Mais au-delà de cette réponse, s'ouvre un abîme sur lequel les Évangiles mêmes et toute l'Écriture Sainte nous
font ouvrir les yeux : Jésus est mort pour nos péchés. Et plus profondément encore, il est mort pour nous, il est
mort parce que Dieu nous aime et nous aime au point de donner son Fils unique, afin que nous ayons par lui la
vie (cf. Jn 3, 16-17).
C'est donc vers nous qu'il faut regarder : vers le mal et le péché qui habitent en nous et que trop souvent nous
feignons d'ignorer. Mais plus encore, nous devons tourner le regard vers Dieu riche en miséricorde qui nous a
appelés ses amis (cf. Jn 15, 15). Ainsi, le Chemin de Croix et tout le chemin de la vie devient un itinéraire de
pénitence, de douleur et de conversion, mais aussi de gratitude, de foi et de joie.
Tous:
Pater noster, qui es in cælis:
sanctificetur nomen tuum;
adveniat regnum tuum;
fiat voluntas tua, sicut in cælo, et in terra.
Panem nostrum cotidianum da nobis hodie;
et dimitte nobis debita nostra,
sicut et nos dimittimus debitoribus nostris;
et ne nos inducas in tentationem;
sed libera nos a malo.
Stabat mater dolorosa
iuxta crucem lacrimosa,
dum pendebat Filius.
Debout, la Mère douloureuse
près de la Croix était en larmes
devant son Fils suspendu.
DEUXIÈME STATION
Jésus est chargé de la Croix
/V. Adoramus te, Christe, et benedicimus tibi.

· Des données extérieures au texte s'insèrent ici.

// In crates/seed-data/src/lib.rs

//! Synthetic history and the fixed demo day.
//!
//! Generated reports are deterministic for a given `(rng_seed, date)` pair,
//! so a restarted process shows the same history.

use chrono::{Datelike, Days, NaiveDate, NaiveTime, Weekday};
use core_types::{ApacComments, DailyReport, Metrics, Sector, SectorRecap};
use rand::rngs::StdRng;
use rand::seq::SliceRandom;
use rand::{Rng, SeedableRng};

const MARKET_SUMMARIES: [&str; 5] = [
    "APAC credit held up despite global headwinds. Spreads were stable with selective buying.",
    "Mixed session: Japan outperformed on policy expectations while volatility stayed elevated.",
    "Constructive tone across most sectors with steady demand for quality names.",
    "Cautious trading focused on duration risk. Flows were light but two-way.",
    "Financials outperformed and offset TMT weakness. Overall P&L positive in a choppy market.",
];

/// Generates one report per weekday, walking back `days` calendar days from
/// `today` (inclusive). Newest first.
///
/// Every report carries all six sectors and APAC numbers equal to the sector
/// totals.
pub fn generate_historical(today: NaiveDate, days: u32, rng_seed: u64) -> Vec<DailyReport> {
    (0..u64::from(days))
        .filter_map(|offset| today.checked_sub_days(Days::new(offset)))
        .filter(|date| !matches!(date.weekday(), Weekday::Sat | Weekday::Sun))
        .map(|date| generate_day(date, rng_seed))
        .collect()
}

/// The synthetic report for a single date.
pub fn generate_day(date: NaiveDate, rng_seed: u64) -> DailyReport {
    let mut rng = StdRng::seed_from_u64(day_seed(date, rng_seed));

    let sector_recaps: Vec<SectorRecap> = sample_sector_recaps(date)
        .into_iter()
        .map(|mut recap| {
            recap.metrics = Metrics::new(
                rng.gen_range(-200_000..200_000) as f64,
                rng.gen_range(0..100_000) as f64,
                (rng.gen_range(1..500) * 1_000_000) as f64,
            );
            recap
        })
        .collect();

    let totals: Metrics = sector_recaps.iter().map(|r| r.metrics).sum();
    let mut apac_comments = ApacComments::from_totals(totals, date);
    apac_comments.market_commentary = MARKET_SUMMARIES
        .choose(&mut rng)
        .map(|summary| summary.to_string());

    let stamp = date
        .and_time(NaiveTime::from_hms_opt(18, 0, 0).unwrap_or(NaiveTime::MIN))
        .and_utc();

    DailyReport {
        date,
        apac_comments,
        sector_recaps,
        created_at: stamp,
        last_modified: stamp,
    }
}

fn day_seed(date: NaiveDate, rng_seed: u64) -> u64 {
    // Spread neighbouring dates across the seed space.
    rng_seed ^ (date.num_days_from_ce() as u64).wrapping_mul(0x9E37_79B9_7F4A_7C15)
}

/// The fixed demo recaps, one per sector, dated `date`.
pub fn sample_sector_recaps(date: NaiveDate) -> Vec<SectorRecap> {
    Sector::ALL
        .into_iter()
        .map(|sector| {
            let (moves, commentary, trader, metrics) = sample_entry(sector);
            SectorRecap {
                sector,
                market_moves_and_flows: moves.to_string(),
                metrics,
                market_commentary: commentary.to_string(),
                date,
                submitted_by: Some(trader.to_string()),
            }
        })
        .collect()
}

fn sample_entry(sector: Sector) -> (&'static str, &'static str, &'static str, Metrics) {
    match sector {
        Sector::AustraliaIg => (
            "Constructive sentiment after the tariff headline.",
            "Spreads unchanged to 2bps tighter on light flows. Steady demand in senior financials and T2s; corporates saw interest in the NBN curve.",
            "Trader A",
            Metrics::new(200_000.0, 45_000.0, 62_000_000.0),
        ),
        Sector::JapanIg => (
            "Constructive sentiment after the tariff headline.",
            "Cash spreads firm after the holiday, IG -1/-2 and HY +0.05/+0.15. CDSI closed 60 (-1/2) with protection sellers.",
            "Trader B",
            Metrics::new(200_000.0, 18_000.0, 55_000_000.0),
        ),
        Sector::ChinaIg => (
            "NA",
            "A bit of pullback, closing +3/-1. TW names gave back 3bps; HK names active with buyers across perps and bullets.",
            "Trader C",
            Metrics::new(-30_000.0, 9_000.0, 41_000_000.0),
        ),
        Sector::SeaIg => (
            "NA",
            "Rally in US rates brought profit takers into IG spreads; the rest of the curve was two-way.",
            "Trader D",
            Metrics::new(170_000.0, 4_000.0, 38_000_000.0),
        ),
        Sector::IndiaIg => (
            "NA",
            "Spreads 1-2bps tighter with profit booking; flows across the 26s to 29s and light two-way in 10 years.",
            "Trader E",
            Metrics::new(200_000.0, 3_000.0, 37_000_000.0),
        ),
        Sector::Sovs => (
            "NA",
            "Two-way flows led by ETFs and Asia real money while international investors shunned tight valuations.",
            "Trader F",
            Metrics::new(180_000.0, 3_000.0, 35_000_000.0),
        ),
    }
}

/// The fixed demo APAC summary, dated `date`.
pub fn sample_apac_comments(date: NaiveDate) -> ApacComments {
    let totals: Metrics = sample_sector_recaps(date).iter().map(|r| r.metrics).sum();
    let mut comments = ApacComments::from_totals(totals, date);
    comments.market_commentary =
        Some("Corp IG unch to 2bps tighter. HY unch to 0.25pt higher. CDS -0.25 to 0.25.".into());
    comments
}

/// The complete demo day as a report.
pub fn sample_report(date: NaiveDate) -> DailyReport {
    let stamp = date
        .and_time(NaiveTime::from_hms_opt(9, 0, 0).unwrap_or(NaiveTime::MIN))
        .and_utc();
    DailyReport {
        date,
        apac_comments: sample_apac_comments(date),
        sector_recaps: sample_sector_recaps(date),
        created_at: stamp,
        last_modified: stamp,
    }
}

/R. Quia per sanctam crucem tuam redemisti mundum.
De l'Evangile selon saint Matthieu 27, 27 - 31
De l'Evangile selon saint Jean 19, 17
MÉDITATION
Après la condamnation, vient l'humiliation. Ce que les soldats font à Jésus nous semble inhumain. De fait, c'est
sans aucun doute inhumain : ce sont des actes de dérision et de mépris à travers lesquels s'exprime une obscure
férocité, indifférente à la souffrance, y compris physique, qui est infligée sans motif à une personne déjà
condamnée au supplice effrayant de la croix. Cependant, ce comportement des soldats est également,
malheureusement, très humain. Mille pages de l'histoire de l'humanité et de la chronique quotidienne
confirment que des actions de ce genre ne sont vraiment pas étrangères à l'homme. L'Apôtre Paul a bien mis en
lumière ce paradoxe : « Je sais... qu'en moi, ... dans l'être de chair que je suis, n'habite pas le bien : ... je ne
réalise pas le bien que je voudrais, mais je fais le mal que je ne voudrais pas » (Rm 7, 18-19).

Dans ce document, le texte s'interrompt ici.